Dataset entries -

◇ ◇ ◇ ◇ ◇ ◇ ◇

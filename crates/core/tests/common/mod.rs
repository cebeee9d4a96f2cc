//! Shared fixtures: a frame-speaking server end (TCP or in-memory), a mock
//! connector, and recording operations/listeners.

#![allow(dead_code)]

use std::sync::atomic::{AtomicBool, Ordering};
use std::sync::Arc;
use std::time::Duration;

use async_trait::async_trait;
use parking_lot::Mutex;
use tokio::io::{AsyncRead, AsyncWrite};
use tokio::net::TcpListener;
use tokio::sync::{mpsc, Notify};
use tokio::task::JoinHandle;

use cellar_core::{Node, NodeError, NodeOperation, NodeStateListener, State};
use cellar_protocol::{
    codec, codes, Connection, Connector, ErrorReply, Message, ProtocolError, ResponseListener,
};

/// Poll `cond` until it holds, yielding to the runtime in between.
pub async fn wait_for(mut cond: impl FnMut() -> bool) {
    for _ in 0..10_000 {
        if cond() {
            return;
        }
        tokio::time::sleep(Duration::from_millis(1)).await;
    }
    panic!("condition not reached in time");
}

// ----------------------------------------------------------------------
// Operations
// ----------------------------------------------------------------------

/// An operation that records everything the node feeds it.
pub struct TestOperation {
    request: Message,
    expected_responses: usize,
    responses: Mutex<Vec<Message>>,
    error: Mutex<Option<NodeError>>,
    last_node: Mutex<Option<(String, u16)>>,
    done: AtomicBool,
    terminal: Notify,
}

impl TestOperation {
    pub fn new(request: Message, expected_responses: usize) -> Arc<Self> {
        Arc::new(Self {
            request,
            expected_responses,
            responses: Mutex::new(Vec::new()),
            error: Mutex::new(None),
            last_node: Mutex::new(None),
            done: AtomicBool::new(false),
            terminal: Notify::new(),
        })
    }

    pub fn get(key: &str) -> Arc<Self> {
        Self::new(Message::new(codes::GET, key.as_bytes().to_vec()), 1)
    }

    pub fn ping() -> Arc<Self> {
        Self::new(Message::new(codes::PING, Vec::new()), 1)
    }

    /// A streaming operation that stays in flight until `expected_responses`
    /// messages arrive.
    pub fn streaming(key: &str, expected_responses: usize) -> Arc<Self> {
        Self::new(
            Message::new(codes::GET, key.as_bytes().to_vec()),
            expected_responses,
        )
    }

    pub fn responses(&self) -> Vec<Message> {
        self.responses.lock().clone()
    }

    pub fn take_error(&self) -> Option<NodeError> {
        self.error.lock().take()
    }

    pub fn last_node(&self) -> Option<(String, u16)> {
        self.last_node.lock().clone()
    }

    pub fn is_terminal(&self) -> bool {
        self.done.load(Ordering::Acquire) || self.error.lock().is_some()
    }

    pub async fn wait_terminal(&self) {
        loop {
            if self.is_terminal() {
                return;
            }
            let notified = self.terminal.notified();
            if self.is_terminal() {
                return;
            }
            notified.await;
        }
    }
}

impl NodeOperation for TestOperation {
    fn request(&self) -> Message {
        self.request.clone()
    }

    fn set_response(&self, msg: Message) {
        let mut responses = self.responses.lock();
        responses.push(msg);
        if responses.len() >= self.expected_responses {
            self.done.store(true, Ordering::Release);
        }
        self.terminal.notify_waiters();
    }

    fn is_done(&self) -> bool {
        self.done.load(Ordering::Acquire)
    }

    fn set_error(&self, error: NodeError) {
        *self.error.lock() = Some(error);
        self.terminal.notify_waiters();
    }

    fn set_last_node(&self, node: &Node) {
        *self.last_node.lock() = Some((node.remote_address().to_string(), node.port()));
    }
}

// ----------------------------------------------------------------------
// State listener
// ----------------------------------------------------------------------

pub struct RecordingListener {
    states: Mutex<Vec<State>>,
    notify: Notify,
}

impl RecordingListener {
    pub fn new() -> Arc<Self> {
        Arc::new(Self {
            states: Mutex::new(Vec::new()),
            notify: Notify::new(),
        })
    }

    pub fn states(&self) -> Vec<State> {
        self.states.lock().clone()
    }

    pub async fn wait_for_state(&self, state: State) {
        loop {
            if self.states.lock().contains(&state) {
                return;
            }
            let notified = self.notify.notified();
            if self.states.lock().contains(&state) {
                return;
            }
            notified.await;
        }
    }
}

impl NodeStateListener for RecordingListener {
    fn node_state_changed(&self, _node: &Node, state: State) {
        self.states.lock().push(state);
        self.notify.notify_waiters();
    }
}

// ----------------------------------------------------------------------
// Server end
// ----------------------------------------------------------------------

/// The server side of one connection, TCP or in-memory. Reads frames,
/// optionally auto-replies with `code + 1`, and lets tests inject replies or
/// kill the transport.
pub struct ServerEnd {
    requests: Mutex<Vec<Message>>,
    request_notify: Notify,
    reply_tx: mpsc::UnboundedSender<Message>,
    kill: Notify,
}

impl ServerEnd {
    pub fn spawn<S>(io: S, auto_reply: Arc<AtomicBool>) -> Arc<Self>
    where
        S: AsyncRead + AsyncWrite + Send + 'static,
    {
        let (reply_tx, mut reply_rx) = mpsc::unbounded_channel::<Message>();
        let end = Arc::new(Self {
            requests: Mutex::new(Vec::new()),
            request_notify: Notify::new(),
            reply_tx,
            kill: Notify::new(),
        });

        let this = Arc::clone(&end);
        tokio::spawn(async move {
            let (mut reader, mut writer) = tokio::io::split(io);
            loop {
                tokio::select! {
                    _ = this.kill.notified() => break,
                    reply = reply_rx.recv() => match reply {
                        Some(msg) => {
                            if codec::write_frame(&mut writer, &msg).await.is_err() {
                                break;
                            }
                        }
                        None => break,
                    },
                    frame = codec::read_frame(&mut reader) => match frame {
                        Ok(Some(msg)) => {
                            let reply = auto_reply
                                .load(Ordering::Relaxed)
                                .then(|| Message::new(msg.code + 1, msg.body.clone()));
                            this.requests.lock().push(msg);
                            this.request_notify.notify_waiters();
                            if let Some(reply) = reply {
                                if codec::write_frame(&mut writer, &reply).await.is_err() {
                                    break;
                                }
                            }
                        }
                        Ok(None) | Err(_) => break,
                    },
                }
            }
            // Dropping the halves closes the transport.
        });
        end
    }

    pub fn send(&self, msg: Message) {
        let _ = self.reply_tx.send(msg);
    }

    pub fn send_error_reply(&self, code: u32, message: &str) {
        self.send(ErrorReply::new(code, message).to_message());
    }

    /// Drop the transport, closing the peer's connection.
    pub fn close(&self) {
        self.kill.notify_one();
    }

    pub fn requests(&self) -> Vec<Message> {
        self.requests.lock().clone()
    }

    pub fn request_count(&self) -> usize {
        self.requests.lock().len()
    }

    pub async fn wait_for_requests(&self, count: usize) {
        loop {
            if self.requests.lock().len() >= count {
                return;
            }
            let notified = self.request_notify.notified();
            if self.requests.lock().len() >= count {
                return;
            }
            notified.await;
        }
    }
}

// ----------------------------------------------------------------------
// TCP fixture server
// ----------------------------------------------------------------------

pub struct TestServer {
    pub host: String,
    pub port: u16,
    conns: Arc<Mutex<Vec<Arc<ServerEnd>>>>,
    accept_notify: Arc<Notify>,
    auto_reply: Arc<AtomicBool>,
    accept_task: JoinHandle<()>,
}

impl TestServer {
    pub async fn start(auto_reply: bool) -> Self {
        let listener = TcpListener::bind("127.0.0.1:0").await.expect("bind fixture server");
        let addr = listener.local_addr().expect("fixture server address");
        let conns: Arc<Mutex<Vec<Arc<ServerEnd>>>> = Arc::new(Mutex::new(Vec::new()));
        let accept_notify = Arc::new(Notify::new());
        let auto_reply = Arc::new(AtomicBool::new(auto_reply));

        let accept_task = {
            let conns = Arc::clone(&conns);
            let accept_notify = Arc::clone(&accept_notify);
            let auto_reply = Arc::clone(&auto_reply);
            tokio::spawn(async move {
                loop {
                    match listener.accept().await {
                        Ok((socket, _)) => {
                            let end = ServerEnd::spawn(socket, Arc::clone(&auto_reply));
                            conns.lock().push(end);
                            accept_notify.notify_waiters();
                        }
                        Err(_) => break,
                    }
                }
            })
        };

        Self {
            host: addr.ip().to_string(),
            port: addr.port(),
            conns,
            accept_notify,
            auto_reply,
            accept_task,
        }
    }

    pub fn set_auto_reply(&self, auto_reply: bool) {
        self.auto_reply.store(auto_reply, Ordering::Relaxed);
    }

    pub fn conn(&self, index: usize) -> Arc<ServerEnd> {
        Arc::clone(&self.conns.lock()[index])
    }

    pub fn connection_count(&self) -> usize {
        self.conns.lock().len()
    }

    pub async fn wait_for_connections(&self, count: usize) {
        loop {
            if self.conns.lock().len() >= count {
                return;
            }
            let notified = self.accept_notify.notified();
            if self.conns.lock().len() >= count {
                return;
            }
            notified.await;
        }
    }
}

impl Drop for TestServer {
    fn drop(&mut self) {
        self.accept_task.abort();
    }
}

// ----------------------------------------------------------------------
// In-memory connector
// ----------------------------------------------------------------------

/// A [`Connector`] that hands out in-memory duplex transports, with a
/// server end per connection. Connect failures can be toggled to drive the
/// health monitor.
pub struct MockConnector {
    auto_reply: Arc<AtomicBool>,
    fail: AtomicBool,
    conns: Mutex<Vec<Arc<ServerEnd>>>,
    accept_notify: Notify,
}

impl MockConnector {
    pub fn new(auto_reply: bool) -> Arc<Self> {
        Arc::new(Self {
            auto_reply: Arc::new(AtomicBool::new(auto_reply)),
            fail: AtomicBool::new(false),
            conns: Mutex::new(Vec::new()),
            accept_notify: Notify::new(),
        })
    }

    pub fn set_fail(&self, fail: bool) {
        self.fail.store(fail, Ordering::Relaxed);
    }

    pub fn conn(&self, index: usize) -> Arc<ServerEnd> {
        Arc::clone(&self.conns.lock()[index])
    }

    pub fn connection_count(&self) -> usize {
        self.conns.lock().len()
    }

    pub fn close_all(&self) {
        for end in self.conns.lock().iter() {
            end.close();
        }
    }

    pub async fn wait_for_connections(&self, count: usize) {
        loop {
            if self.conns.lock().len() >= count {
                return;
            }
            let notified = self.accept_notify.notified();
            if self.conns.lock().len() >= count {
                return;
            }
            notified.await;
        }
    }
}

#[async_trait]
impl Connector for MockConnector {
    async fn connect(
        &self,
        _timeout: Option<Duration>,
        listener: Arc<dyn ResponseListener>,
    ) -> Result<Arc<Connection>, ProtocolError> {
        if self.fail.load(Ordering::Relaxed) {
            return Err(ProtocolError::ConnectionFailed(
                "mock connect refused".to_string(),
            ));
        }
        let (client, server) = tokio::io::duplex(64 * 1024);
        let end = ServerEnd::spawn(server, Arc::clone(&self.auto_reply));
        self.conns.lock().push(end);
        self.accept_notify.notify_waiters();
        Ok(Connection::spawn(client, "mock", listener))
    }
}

◇ ◇ ◇ ◇ ◇ ◇ ◇

EXERCISE OBJECTIVE -
Starting from the top of the records and ending at the line that contains "use async_trait::async_trait;", repeat each line exactly and return only those lines.

EXERCISE RESULT -
filename crates/core/tests/common/mod.rs
repository cebeee9d4a96f2cc
//! Shared fixtures: a frame-speaking server end (TCP or in-memory), a mock
//! connector, and recording operations/listeners.

#![allow(dead_code)]

use std::sync::atomic::{AtomicBool, Ordering};
use std::sync::Arc;
use std::time::Duration;

use async_trait::async_trait;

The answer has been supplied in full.